The late Beth Williams, a veterinary sciences professor at UW, initiated the study. Authors of the article continued the research after she and husband, Tom Thorne, were killed in a motor vehicle crash in December 2004. Thorne had served as acting director of the WGFD and had also conducted CWD research.

Authors of the article are Donal O’Toole, a professor in the UW Department of Veterinary Sciences, which operates the WSVL; Michael Miller, a veterinary epidemiologist with the Colorado Division of Parks and Wildlife; Terry Kreeger, a wildlife veterinarian with the WGFD; and Jean Jewell, a molecular biologist with the WSVL. Williams is listed as lead author.

CWD is a contagious neurological disease affecting cervids: mule deer, white-tailed deer, elk and moose. An abnormal form of cellular protein called a prion in the central nervous system infects an animal by converting normal cellular protein into the abnormal form. Brains show a spongy degeneration, with animals displaying abnormal behavior, loss of bodily functions and emaciation. The disease is fatal. It is among a group of diseases called transmissible spongiform encephalopathies. TSE in cattle is also known as mad cow disease.

The long timespan of the research is important, since CWD is a slow disease, said Mary Wood, state WGFD veterinarian.

Even in deer or elk, animals can take years to succumb to the disease, she said. If the disease were to move into a different species, such as cattle, the timeline could be even longer for infection to occur.

“Many people are used to diseases moving quickly, but CWD doesn’t do that,” Wood said. “Nothing happens quickly—which is what makes this disease so insidious. It creeps up on you. It’s subtle. By the time you realize there is a problem, the disease is so widespread and established it’s difficult to try to address.”

Some cattle can get a form of TSE when CWD material is injected directly into their brains, particularly when it is of white-tail or mule deer origin, said O’Toole.

He said a more important question is one Williams and collaborators asked, since it involved a more natural challenge.

“What happens in cattle when you use a more real-life scenario involving oral exposure?” O’Toole said. “Plus, we used high oral doses and heavily contaminated environments. Cattle coming out of endemic CWD areas and slaughtered for human consumption are likely to pose no risk to people based on the 10-year study and several earlier surveillance studies.”

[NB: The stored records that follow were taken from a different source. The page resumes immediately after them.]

//! Isolation forest outlier scoring.
//!
//! Model:
//! - Each tree isolates a random subsample by recursive random splits
//!   (random feature, uniform threshold between its min and max).
//! - Outliers are isolated in fewer splits, so their mean path length is short.
//! - `score_samples` returns `-(2 ^ (-E[h(x)] / c(psi)))`, in \[-1, 0\]; lower is
//!   more anomalous.
//! - The decision offset is the `contamination` quantile of training scores.

use rand::rngs::StdRng;
use rand::seq::index;
use rand::{Rng, SeedableRng};

use crate::result::AiError;

const EULER_GAMMA: f64 = 0.577_215_664_901_532_9;

#[derive(Debug, Clone, PartialEq)]
pub struct IsolationForestParams {
    pub n_trees: usize,
    /// Subsample size per tree (capped at the dataset size).
    pub max_samples: usize,
    /// Expected share of outliers in the training data, in (0, 0.5].
    pub contamination: f64,
    pub seed: u64,
}

impl Default for IsolationForestParams {
    fn default() -> Self {
        Self {
            n_trees: 100,
            max_samples: 256,
            contamination: 0.1,
            seed: 42,
        }
    }
}

#[derive(Debug, Clone)]
enum Node {
    Leaf {
        size: usize,
    },
    Split {
        feature: usize,
        threshold: f64,
        left: Box<Node>,
        right: Box<Node>,
    },
}

impl Node {
    fn path_length(&self, row: &[f64], depth: usize) -> f64 {
        match self {
            Node::Leaf { size } => depth as f64 + average_path_length(*size),
            Node::Split {
                feature,
                threshold,
                left,
                right,
            } => {
                if row[*feature] < *threshold {
                    left.path_length(row, depth + 1)
                } else {
                    right.path_length(row, depth + 1)
                }
            }
        }
    }
}

#[derive(Debug, Clone)]
pub struct IsolationForest {
    trees: Vec<Node>,
    sample_size: usize,
    width: usize,
    offset: f64,
}

impl IsolationForest {
    pub fn fit(rows: &[Vec<f64>], params: &IsolationForestParams) -> Result<Self, AiError> {
        let width = rows
            .first()
            .map(Vec::len)
            .ok_or_else(|| AiError::invalid_input("cannot fit isolation forest on an empty dataset"))?;
        if params.n_trees == 0 || params.max_samples == 0 {
            return Err(AiError::invalid_input("n_trees and max_samples must be >= 1"));
        }
        if !(params.contamination > 0.0 && params.contamination <= 0.5) {
            return Err(AiError::invalid_input("contamination must be in (0, 0.5]"));
        }

        let mut rng = StdRng::seed_from_u64(params.seed);
        let sample_size = params.max_samples.min(rows.len());
        let height_limit = (sample_size as f64).log2().ceil().max(0.0) as usize;

        let trees = (0..params.n_trees)
            .map(|_| {
                let sample: Vec<&[f64]> = index::sample(&mut rng, rows.len(), sample_size)
                    .into_iter()
                    .map(|i| rows[i].as_slice())
                    .collect();
                build(&mut rng, &sample, 0, height_limit)
            })
            .collect();

        let mut forest = Self {
            trees,
            sample_size,
            width,
            offset: 0.0,
        };

        let mut scores = rows
            .iter()
            .map(|r| forest.score_samples(r))
            .collect::<Result<Vec<f64>, AiError>>()?;
        scores.sort_by(f64::total_cmp);
        forest.offset = percentile(&scores, params.contamination);

        Ok(forest)
    }

    /// Negated isolation score in \[-1, 0\]; lower is more anomalous.
    pub fn score_samples(&self, row: &[f64]) -> Result<f64, AiError> {
        if row.len() != self.width {
            return Err(AiError::invalid_input(format!(
                "expected {} features, got {}",
                self.width,
                row.len()
            )));
        }
        let mean_path = self
            .trees
            .iter()
            .map(|t| t.path_length(row, 0))
            .sum::<f64>()
            / self.trees.len() as f64;
        let c = average_path_length(self.sample_size);
        let normalized = if c > 0.0 { mean_path / c } else { 0.0 };
        Ok(-(2f64.powf(-normalized)))
    }

    /// Scores below this value are flagged as outliers.
    pub fn offset(&self) -> f64 {
        self.offset
    }

    pub fn is_outlier(&self, row: &[f64]) -> Result<bool, AiError> {
        Ok(self.score_samples(row)? < self.offset)
    }
}

fn build<R: Rng + ?Sized>(rng: &mut R, rows: &[&[f64]], depth: usize, height_limit: usize) -> Node {
    if depth >= height_limit || rows.len() <= 1 {
        return Node::Leaf { size: rows.len() };
    }

    // Only features that still vary can split the node.
    let width = rows[0].len();
    let candidates: Vec<(usize, f64, f64)> = (0..width)
        .filter_map(|f| {
            let (lo, hi) = rows.iter().fold((f64::INFINITY, f64::NEG_INFINITY), |(lo, hi), r| {
                (lo.min(r[f]), hi.max(r[f]))
            });
            (hi > lo).then_some((f, lo, hi))
        })
        .collect();

    if candidates.is_empty() {
        return Node::Leaf { size: rows.len() };
    }

    let (feature, lo, hi) = candidates[rng.random_range(0..candidates.len())];
    let threshold = rng.random_range(lo..hi);

    let (left, right): (Vec<&[f64]>, Vec<&[f64]>) = rows.iter().partition(|r| r[feature] < threshold);

    Node::Split {
        feature,
        threshold,
        left: Box::new(build(rng, &left, depth + 1, height_limit)),
        right: Box::new(build(rng, &right, depth + 1, height_limit)),
    }
}

/// Average path length of an unsuccessful BST search over `n` points, c(n).
fn average_path_length(n: usize) -> f64 {
    match n {
        0 | 1 => 0.0,
        2 => 1.0,
        _ => {
            let n = n as f64;
            2.0 * ((n - 1.0).ln() + EULER_GAMMA) - 2.0 * (n - 1.0) / n
        }
    }
}

/// Linear-interpolated quantile of an ascending slice.
fn percentile(sorted: &[f64], q: f64) -> f64 {
    if sorted.is_empty() {
        return 0.0;
    }
    let pos = q * (sorted.len() - 1) as f64;
    let lo = pos.floor() as usize;
    let hi = pos.ceil() as usize;
    let frac = pos - lo as f64;
    sorted[lo] + (sorted[hi] - sorted[lo]) * frac
}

That should be good news to livestock producers, said Wood.

“Managing disease in animals can be incredibly challenging,” she said. “It is even more challenging when the disease infects wildlife and is shared between wildlife and livestock.”

Wyoming cattle share the range with CWD-infected cervids, with CWD seen across almost the entire state of Wyoming, said Edwards.

“This research indicated CWD doesn’t easily transmit to cattle. Cattle do not get the disease due to a big species barrier, which helps restrict the disease to cervids,” he said.

Some Wyoming deer populations have 20 to 30 percent infection rates.

“We have few tools in the toolbox to manage the disease,” Edwards said. “We are trying different management efforts to hold the prevalence level, if not reduce the spread. That’s the big thing coming up next for CWD. How do we control it in our wildlife populations?”